Наиболее эффективным путем решения финансовой проблемы могло стать обложение налогами несельскохозяйственной сферы, но этому препятствовали идеологические принципы, положенные в основу токугавского режима. Если учесть, что вопрос об идеологической чистоте проводимой политики периодиче-

317

ски оказывался грозным оружием в борьбе за влияние в администрации бакуфу или княжеств, то становится ясной причина непоследовательности шагов в этом направлении. Попытки введения элементов меркантилистской политики предпринимались начиная со второй половины XVII в., но не редкостью были и охранительные реформы.
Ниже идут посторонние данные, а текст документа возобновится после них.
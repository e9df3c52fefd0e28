//! `FileAccessControl` (spec §4.L): file metadata, per-user permissions, an
//! expiration sweep, and the append-only audit log every mutating path feeds.

use crate::error::{MailIndexError, Result};
use crate::store::files::{AuditLogEntry, FileAccessPermission, FileMetadata, PermissionType};
use crate::store::Store;
use std::path::Path;
use std::sync::Arc;

#[derive(Debug, Clone)]
pub struct FileAclConfig {
    pub max_file_size_bytes: i64,
    pub allowed_file_types: Vec<String>,
    pub require_encryption: bool,
    pub default_file_expiration_days: i64,
    pub audit_enabled: bool,
}

impl Default for FileAclConfig {
    fn default() -> Self {
        Self {
            max_file_size_bytes: 100 * 1024 * 1024,
            allowed_file_types: vec![
                "email_export".to_string(),
                "archive_backup".to_string(),
                "search_result".to_string(),
                "attachment".to_string(),
                "log_file".to_string(),
            ],
            require_encryption: false,
            default_file_expiration_days: 30,
            audit_enabled: true,
        }
    }
}

#[derive(Debug, Clone)]
pub struct CreateFileRequest {
    pub id: String,
    pub file_path: String,
    pub original_filename: String,
    pub file_type: String,
    pub size_bytes: i64,
    pub mime_type: Option<String>,
    pub checksum_sha256: Option<String>,
    pub encryption_status: String,
    pub compression_status: String,
    pub user_id: String,
    pub expires_at: Option<i64>,
}

#[derive(Debug, Clone, Default)]
pub struct FileAccessCheck {
    pub allowed: bool,
    pub reason: Option<String>,
    pub file_metadata: Option<FileMetadata>,
    pub effective_permissions: Vec<String>,
}

pub struct FileAccessControl {
    store: Arc<Store>,
    config: FileAclConfig,
}

impl FileAccessControl {
    pub fn new(store: Arc<Store>, config: FileAclConfig) -> Self {
        Self { store, config }
    }

    pub async fn create_file_metadata(&self, request: CreateFileRequest) -> Result<FileMetadata> {
        if request.size_bytes > self.config.max_file_size_bytes {
            return Err(MailIndexError::ValidationFailed(format!(
                "file size {} exceeds max {}",
                request.size_bytes, self.config.max_file_size_bytes
            )));
        }
        if !self.config.allowed_file_types.contains(&request.file_type) {
            return Err(MailIndexError::ValidationFailed(format!(
                "file type {} is not allowed",
                request.file_type
            )));
        }
        if self.config.require_encryption && request.encryption_status == "none" {
            return Err(MailIndexError::ValidationFailed("encryption is required".to_string()));
        }

        let now = chrono::Utc::now().timestamp_millis();
        let expires_at = request
            .expires_at
            .or(Some(now + self.config.default_file_expiration_days * 86_400_000));

        let meta = FileMetadata {
            id: request.id.clone(),
            file_path: request.file_path,
            original_filename: request.original_filename,
            file_type: request.file_type,
            size_bytes: request.size_bytes,
            mime_type: request.mime_type,
            checksum_sha256: request.checksum_sha256,
            encryption_status: request.encryption_status,
            compression_status: request.compression_status,
            user_id: request.user_id.clone(),
            created_at: now,
            updated_at: now,
            accessed_at: None,
            expires_at,
        };
        self.store.insert_file_metadata(&meta).await?;

        for permission_type in PermissionType::ALL {
            self.store
                .grant_file_permission(&FileAccessPermission {
                    file_id: meta.id.clone(),
                    user_id: request.user_id.clone(),
                    permission_type,
                    granted_by: request.user_id.clone(),
                    granted_at: now,
                    expires_at: None,
                    is_active: true,
                })
                .await?;
        }

        self.audit(
            Some(&request.user_id),
            "file_create",
            "file",
            Some(&meta.id),
            None,
            true,
            None,
        )
        .await;

        Ok(meta)
    }

    pub async fn check_file_access(
        &self,
        file_id: &str,
        user_id: &str,
        permission_type: PermissionType,
    ) -> Result<FileAccessCheck> {
        let now = chrono::Utc::now().timestamp_millis();

        let Some(meta) = self.store.get_file_metadata(file_id).await? else {
            return Ok(FileAccessCheck { allowed: false, reason: Some("file not found".to_string()), ..Default::default() });
        };

        if let Some(expires_at) = meta.expires_at {
            if expires_at <= now {
                return Ok(FileAccessCheck {
                    allowed: false,
                    reason: Some("File has expired".to_string()),
                    file_metadata: Some(meta),
                    ..Default::default()
                });
            }
        }

        if meta.user_id == user_id {
            self.store.touch_file_accessed(file_id, now).await?;
            return Ok(FileAccessCheck {
                allowed: true,
                reason: None,
                file_metadata: Some(meta),
                effective_permissions: vec!["read".to_string(), "write".to_string(), "delete".to_string(), "share".to_string()],
            });
        }

        let permission = self.store.get_active_permission(file_id, user_id, permission_type, now).await?;
        match permission {
            Some(_) => {
                if permission_type == PermissionType::Read {
                    self.store.touch_file_accessed(file_id, now).await?;
                }
                Ok(FileAccessCheck {
                    allowed: true,
                    reason: None,
                    file_metadata: Some(meta),
                    effective_permissions: vec![permission_type.as_str().to_string()],
                })
            }
            None => Ok(FileAccessCheck {
                allowed: false,
                reason: Some("no active permission".to_string()),
                file_metadata: Some(meta),
                effective_permissions: vec![],
            }),
        }
    }

    /// Deletes every file whose `expires_at` has passed. Missing physical
    /// files are tolerated; metadata deletion cascades to permissions.
    pub async fn cleanup_expired_files(&self) -> Result<usize> {
        let now = chrono::Utc::now().timestamp_millis();
        let expired = self.store.list_expired_files(now).await?;

        let mut count = 0;
        for file in &expired {
            if Path::new(&file.file_path).exists() {
                let _ = tokio::fs::remove_file(&file.file_path).await;
            }
            self.store.delete_file_metadata(&file.id).await?;
            count += 1;
        }

        if count > 0 {
            self.audit(None, "file_delete", "file", None, Some(serde_json::json!({"expired_count": count})), true, None)
                .await;
        }
        Ok(count)
    }

    /// Fire-and-forget from callers' perspective; a no-op when disabled.
    pub async fn audit(
        &self,
        user_id: Option<&str>,
        action: &str,
        resource_type: &str,
        resource_id: Option<&str>,
        details: Option<serde_json::Value>,
        success: bool,
        error_message: Option<&str>,
    ) {
        if !self.config.audit_enabled {
            return;
        }
        let entry = AuditLogEntry {
            id: uuid::Uuid::new_v4().to_string(),
            user_id: user_id.map(String::from),
            action: action.to_string(),
            resource_type: resource_type.to_string(),
            resource_id: resource_id.map(String::from),
            details,
            success,
            error_message: error_message.map(String::from),
            ip_address: None,
            user_agent: None,
            session_id: None,
            created_at: chrono::Utc::now().timestamp_millis(),
        };
        if let Err(e) = self.store.insert_audit_log(&entry).await {
            tracing::warn!(error = %e, "failed to write audit log entry");
        }
    }
}

#[cfg(test)]
mod tests {
    use super::*;

    fn request(id: &str, user_id: &str, size: i64) -> CreateFileRequest {
        CreateFileRequest {
            id: id.to_string(),
            file_path: format!("/tmp/{id}.json"),
            original_filename: format!("{id}.json"),
            file_type: "email_export".to_string(),
            size_bytes: size,
            mime_type: Some("application/json".to_string()),
            checksum_sha256: None,
            encryption_status: "none".to_string(),
            compression_status: "none".to_string(),
            user_id: user_id.to_string(),
            expires_at: None,
        }
    }

    #[tokio::test]
    async fn owner_gets_all_four_permissions_on_create() {
        let store = Arc::new(Store::open_in_memory().await.unwrap());
        let acl = FileAccessControl::new(store, FileAclConfig::default());
        acl.create_file_metadata(request("f1", "u1", 1024)).await.unwrap();

        let check = acl.check_file_access("f1", "u1", PermissionType::Delete).await.unwrap();
        assert!(check.allowed);
        assert_eq!(check.effective_permissions.len(), 4);
    }

    #[tokio::test]
    async fn non_owner_without_permission_is_denied() {
        let store = Arc::new(Store::open_in_memory().await.unwrap());
        let acl = FileAccessControl::new(store, FileAclConfig::default());
        acl.create_file_metadata(request("f1", "u1", 1024)).await.unwrap();

        let check = acl.check_file_access("f1", "u2", PermissionType::Read).await.unwrap();
        assert!(!check.allowed);
    }

    #[tokio::test]
    async fn oversized_file_is_rejected() {
        let store = Arc::new(Store::open_in_memory().await.unwrap());
        let config = FileAclConfig { max_file_size_bytes: 100, ..FileAclConfig::default() };
        let acl = FileAccessControl::new(store, config);
        let result = acl.create_file_metadata(request("f1", "u1", 1000)).await;
        assert!(matches!(result, Err(MailIndexError::ValidationFailed(_))));
    }

    #[tokio::test]
    async fn cleanup_expired_files_removes_metadata() {
        let store = Arc::new(Store::open_in_memory().await.unwrap());
        let acl = FileAccessControl::new(store.clone(), FileAclConfig::default());
        let mut req = request("f1", "u1", 1024);
        req.expires_at = Some(1);
        acl.create_file_metadata(req).await.unwrap();

        let count = acl.cleanup_expired_files().await.unwrap();
        assert_eq!(count, 1);
        assert!(store.get_file_metadata("f1").await.unwrap().is_none());
    }
}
Наибольшую известность получили три серии консервативных реформ — годов Кёхо (1716-1736), Кансэй (1789-1801) и Тэмпо (1830-1844). Формально реформы, проводившиеся бакуфу, охватывали лишь земли дома Токугава, но реально они представляли собой общегосударственное явление, поскольку похожие шаги предпринимались параллельно во многих княжествах. Немалую роль в синхронизации действий княжеств и бакуфу играл Эдо, важнейший политический и культурный центр страны, где происходил постоянный обмен информацией. Во второй половине токугавского периода инициатива в проведении реформ переходит к княжествам.

Первую попытку расширить финансовую базу бакуфу сделал Янагидзава Ёсиясу (1658-1714), фаворит сегуна Цунаёси (1646-1709), который ввел специальный налог на купцов (ундзёкин). Несмотря на то что Араи Хакусэки (1657-1725), много сделавший для закрепления неоконфуцианской ортодоксальной точки зрения на крестьянский труд как единственный источник общественного богатства, добился отмены этого решения, в 1721 г. Токугава Ёсимунэ был вынужден принципиально признать гильдии (кабунакама) и начать взимать с них регулярный налог (мёгакин). Во время пребывания у власти Танума Окицугу (1719-1788) стали практиковаться правительственные принудительные займы (гоёкин) у купцов, которые оказывались безвозвратными. После отставки Танума эта практика была осуждена его соперником— Мацудайра Саданобу (1758-1829), но уже после не очень удачных реформ годов Кансэй (1789-1801), проведенных по его инициативе, она была вновь фактически узаконена и расширена.

Важнейшим источником пополнения казны бакуфу стала перечеканка золотой и серебряной монеты с постепенным уменьшением содержания драгоценных металлов. Впервые в большом масштабе сёгунат прибег к этому в 1716 и 1725 гг. В дальнейшем случаи порчи монеты участились, а после 1800 г. они практиковались особенно часто: между 1819 и 1839 гг. бакуфу 19 раз прибегало к этому источнику пополнения своих финансов, что позволяло ему покрывать от одной трети до половины своих ежегодных расходов. Эта своеобразная эмиссионная деятельность, дополнявшаяся выпуском бумажных денег, имевших хождение в княжествах, и развитием кредитной системы, не подрывала экономику страны, поскольку велась в разумных рамках. В этом направлении действовали следующие факторы: существовала монополия бакуфу на добычу драгоценных металлов и чеканку монеты, что позволяло регулировать эту сферу; объемы денежного обращения увеличивались параллельно росту производства, поэтому, несмотря на четырехкратный рост денежной массы, цены между 1700 и 1854 гг. выросли лишь на 25%.

Значение принудительных займов и порчи монеты было велико: в 1841 г. 48% поступлений бакуфу было получено не из сельскохозяйственных доходов, а в 1844 г. эта доля достигла уже 54%. Однако налогообложение несельскохозяйственного сектора так и не было поставлено на регулярную основу. Власти княжеств тоже нашли способ получать часть торговой прибыли. Для этого они вводили княжеские монополии на торговлю некоторыми продуктами.